Problem details> In the entries below, find the line with "pub struct IssuedSession" and the line with "pub fn extract_token(headers: &HeaderMap)". Print those two and everything between them exactly, and nothing else.
══════════
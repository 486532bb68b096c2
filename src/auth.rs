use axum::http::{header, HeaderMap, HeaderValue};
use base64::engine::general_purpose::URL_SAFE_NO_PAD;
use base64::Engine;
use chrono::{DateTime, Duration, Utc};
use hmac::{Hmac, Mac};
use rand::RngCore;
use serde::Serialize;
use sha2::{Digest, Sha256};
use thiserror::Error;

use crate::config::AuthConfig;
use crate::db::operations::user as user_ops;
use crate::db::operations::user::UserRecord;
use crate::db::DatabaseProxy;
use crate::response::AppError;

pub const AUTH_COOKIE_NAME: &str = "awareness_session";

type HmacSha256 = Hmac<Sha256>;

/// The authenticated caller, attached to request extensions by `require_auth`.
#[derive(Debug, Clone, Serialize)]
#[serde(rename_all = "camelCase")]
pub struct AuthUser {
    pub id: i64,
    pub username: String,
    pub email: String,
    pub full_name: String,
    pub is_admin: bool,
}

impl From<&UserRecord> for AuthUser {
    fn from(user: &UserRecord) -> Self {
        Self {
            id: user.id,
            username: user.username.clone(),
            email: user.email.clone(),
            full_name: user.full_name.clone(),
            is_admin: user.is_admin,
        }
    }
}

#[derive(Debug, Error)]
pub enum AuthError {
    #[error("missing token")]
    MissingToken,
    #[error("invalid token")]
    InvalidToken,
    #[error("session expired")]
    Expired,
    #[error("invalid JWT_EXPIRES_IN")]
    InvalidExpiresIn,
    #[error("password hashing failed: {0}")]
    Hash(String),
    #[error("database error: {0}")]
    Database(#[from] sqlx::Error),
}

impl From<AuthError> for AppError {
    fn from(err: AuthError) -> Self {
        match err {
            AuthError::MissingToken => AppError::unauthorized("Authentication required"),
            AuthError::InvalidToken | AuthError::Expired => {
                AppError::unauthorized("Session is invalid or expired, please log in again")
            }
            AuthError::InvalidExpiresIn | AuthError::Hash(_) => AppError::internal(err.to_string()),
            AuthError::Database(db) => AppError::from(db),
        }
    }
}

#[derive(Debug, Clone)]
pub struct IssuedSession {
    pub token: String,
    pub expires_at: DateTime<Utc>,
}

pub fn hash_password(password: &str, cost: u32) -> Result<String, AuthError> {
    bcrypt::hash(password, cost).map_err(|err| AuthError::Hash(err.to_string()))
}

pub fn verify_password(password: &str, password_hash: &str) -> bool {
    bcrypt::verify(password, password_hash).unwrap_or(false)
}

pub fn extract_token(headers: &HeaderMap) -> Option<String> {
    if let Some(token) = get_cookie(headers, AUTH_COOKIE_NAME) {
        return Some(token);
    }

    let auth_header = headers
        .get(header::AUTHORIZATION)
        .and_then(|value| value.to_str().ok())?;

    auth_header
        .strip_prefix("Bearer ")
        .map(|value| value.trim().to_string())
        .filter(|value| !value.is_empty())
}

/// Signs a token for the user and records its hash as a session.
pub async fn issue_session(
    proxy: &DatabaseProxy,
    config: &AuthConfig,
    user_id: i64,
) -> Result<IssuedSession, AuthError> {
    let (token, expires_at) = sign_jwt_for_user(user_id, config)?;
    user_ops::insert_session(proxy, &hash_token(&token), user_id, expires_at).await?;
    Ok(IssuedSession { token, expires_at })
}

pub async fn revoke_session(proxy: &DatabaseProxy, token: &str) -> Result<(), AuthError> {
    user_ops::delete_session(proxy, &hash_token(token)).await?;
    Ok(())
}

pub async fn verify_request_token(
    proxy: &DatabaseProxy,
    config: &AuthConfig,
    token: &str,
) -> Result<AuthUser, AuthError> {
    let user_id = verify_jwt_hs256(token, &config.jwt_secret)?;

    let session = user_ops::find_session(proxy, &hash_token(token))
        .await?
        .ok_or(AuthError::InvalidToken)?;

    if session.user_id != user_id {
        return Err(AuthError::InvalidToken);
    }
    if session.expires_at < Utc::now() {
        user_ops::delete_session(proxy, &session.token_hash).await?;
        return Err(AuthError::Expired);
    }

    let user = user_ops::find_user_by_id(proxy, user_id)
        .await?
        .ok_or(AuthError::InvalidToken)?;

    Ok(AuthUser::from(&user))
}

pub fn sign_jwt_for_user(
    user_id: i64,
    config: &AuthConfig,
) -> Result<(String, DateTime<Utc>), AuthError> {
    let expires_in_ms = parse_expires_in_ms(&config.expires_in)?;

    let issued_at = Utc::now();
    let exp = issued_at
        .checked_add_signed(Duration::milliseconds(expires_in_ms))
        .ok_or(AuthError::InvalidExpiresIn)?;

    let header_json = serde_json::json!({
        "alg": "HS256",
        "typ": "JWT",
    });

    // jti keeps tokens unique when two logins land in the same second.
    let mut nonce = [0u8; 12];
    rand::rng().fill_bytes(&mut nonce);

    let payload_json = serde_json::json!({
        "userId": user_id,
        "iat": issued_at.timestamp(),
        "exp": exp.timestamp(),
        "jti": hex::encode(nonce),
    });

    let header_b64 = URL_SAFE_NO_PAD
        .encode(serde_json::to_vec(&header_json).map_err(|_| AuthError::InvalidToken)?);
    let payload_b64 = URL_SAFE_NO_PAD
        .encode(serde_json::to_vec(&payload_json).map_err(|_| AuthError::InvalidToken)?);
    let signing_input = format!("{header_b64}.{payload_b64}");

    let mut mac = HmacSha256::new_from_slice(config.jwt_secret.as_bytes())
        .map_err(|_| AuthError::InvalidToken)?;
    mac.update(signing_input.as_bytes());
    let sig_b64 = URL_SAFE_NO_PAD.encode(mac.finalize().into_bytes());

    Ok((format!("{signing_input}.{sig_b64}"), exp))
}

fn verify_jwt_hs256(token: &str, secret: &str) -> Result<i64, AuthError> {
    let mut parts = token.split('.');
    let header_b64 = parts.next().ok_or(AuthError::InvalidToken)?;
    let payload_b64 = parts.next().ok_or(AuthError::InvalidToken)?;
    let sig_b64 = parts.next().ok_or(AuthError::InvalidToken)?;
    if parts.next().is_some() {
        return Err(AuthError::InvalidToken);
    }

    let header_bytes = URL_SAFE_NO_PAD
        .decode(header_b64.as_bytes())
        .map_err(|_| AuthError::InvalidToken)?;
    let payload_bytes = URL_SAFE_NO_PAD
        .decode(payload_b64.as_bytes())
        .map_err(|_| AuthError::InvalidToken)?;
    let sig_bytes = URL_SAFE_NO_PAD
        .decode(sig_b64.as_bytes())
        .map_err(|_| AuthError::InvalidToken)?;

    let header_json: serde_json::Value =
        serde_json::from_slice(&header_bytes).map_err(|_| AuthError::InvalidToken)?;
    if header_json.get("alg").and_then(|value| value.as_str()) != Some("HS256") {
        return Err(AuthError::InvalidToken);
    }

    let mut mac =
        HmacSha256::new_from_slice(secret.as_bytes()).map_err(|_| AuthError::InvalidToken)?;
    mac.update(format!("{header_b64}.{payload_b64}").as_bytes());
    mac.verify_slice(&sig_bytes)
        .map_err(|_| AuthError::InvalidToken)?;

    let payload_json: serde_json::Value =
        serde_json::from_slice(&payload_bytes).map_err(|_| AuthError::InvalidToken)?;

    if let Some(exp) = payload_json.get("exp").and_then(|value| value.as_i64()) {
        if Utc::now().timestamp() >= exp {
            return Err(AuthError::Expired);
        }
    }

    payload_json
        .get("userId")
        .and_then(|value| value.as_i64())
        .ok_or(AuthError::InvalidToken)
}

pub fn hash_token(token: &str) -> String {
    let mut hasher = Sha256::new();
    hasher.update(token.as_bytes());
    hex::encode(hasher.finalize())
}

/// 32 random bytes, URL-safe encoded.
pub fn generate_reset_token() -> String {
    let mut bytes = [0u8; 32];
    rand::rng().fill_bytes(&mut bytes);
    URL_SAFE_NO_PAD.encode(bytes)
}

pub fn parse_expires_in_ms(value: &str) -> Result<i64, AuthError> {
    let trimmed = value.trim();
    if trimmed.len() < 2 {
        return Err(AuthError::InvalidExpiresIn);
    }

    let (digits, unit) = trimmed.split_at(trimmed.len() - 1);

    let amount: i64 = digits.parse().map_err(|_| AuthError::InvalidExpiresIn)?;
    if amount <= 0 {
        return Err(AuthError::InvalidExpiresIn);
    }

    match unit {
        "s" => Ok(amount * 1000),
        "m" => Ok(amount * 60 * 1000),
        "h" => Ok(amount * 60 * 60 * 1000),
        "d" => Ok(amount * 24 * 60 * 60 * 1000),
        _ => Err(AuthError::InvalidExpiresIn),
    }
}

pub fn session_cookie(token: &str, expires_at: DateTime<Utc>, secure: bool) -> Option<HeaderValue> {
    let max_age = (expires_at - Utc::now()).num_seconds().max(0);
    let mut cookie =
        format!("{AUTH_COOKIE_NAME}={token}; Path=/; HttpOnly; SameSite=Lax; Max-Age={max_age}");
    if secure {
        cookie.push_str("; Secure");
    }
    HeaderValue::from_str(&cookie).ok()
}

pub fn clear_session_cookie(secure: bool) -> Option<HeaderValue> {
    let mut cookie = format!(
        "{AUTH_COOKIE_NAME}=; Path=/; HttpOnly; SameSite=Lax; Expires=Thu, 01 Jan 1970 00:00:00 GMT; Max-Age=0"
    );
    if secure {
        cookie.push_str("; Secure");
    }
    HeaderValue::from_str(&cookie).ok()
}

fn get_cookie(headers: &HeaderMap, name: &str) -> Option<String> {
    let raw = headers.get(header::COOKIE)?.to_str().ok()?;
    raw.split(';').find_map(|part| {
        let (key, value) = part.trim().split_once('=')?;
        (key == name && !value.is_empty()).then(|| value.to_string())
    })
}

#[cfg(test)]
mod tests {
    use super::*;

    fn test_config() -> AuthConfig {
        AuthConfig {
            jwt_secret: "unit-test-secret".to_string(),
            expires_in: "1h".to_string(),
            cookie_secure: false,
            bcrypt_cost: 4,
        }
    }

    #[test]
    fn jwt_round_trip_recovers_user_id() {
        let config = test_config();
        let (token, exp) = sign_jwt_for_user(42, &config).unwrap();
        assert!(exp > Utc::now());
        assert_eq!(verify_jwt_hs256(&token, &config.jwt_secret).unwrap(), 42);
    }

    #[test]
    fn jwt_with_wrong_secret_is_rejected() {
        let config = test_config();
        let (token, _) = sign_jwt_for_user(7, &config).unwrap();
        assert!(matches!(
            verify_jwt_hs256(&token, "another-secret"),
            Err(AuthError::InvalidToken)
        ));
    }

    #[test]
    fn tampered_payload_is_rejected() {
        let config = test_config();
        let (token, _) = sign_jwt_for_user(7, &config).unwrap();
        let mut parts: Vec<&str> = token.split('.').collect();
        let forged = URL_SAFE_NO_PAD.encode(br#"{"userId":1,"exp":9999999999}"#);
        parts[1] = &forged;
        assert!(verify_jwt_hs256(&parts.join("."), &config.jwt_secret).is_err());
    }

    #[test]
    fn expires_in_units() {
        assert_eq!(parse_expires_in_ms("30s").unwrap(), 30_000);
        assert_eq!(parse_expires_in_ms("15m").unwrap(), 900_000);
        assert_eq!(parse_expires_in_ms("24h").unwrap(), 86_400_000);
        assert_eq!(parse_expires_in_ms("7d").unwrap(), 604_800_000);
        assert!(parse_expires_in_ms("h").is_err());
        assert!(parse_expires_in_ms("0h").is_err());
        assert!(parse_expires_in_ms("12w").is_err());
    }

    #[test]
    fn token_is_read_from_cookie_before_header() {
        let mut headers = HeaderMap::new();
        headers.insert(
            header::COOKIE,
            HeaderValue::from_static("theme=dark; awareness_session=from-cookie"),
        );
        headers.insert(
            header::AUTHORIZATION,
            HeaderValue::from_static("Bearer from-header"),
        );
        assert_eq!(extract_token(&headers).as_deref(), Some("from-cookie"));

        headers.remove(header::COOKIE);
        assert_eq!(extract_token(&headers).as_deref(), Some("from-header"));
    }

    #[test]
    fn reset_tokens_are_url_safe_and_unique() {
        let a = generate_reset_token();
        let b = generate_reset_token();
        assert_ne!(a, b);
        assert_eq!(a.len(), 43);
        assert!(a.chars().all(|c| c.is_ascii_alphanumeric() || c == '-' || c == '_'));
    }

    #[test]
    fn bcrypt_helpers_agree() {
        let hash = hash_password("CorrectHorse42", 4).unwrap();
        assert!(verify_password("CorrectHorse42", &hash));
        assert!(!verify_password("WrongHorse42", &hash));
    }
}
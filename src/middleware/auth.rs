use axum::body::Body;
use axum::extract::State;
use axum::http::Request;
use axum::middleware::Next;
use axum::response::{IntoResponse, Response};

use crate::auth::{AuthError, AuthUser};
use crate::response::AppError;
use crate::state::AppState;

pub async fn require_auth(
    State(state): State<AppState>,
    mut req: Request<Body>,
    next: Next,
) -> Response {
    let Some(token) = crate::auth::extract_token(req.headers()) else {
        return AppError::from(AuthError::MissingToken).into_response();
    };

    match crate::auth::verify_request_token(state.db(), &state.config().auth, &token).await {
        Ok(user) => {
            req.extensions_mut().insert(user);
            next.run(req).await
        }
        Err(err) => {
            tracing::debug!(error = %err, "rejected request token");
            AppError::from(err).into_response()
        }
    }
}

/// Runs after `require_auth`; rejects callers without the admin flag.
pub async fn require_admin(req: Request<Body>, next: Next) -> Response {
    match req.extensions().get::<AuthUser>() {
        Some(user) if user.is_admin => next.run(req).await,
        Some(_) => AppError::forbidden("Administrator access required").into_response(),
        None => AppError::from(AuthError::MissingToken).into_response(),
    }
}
══════════
Worked solution>
pub struct IssuedSession {
    pub token: String,
    pub expires_at: DateTime<Utc>,
}

pub fn hash_password(password: &str, cost: u32) -> Result<String, AuthError> {
    bcrypt::hash(password, cost).map_err(|err| AuthError::Hash(err.to_string()))
}

pub fn verify_password(password: &str, password_hash: &str) -> bool {
    bcrypt::verify(password, password_hash).unwrap_or(false)
}

pub fn extract_token(headers: &HeaderMap) -> Option<String> {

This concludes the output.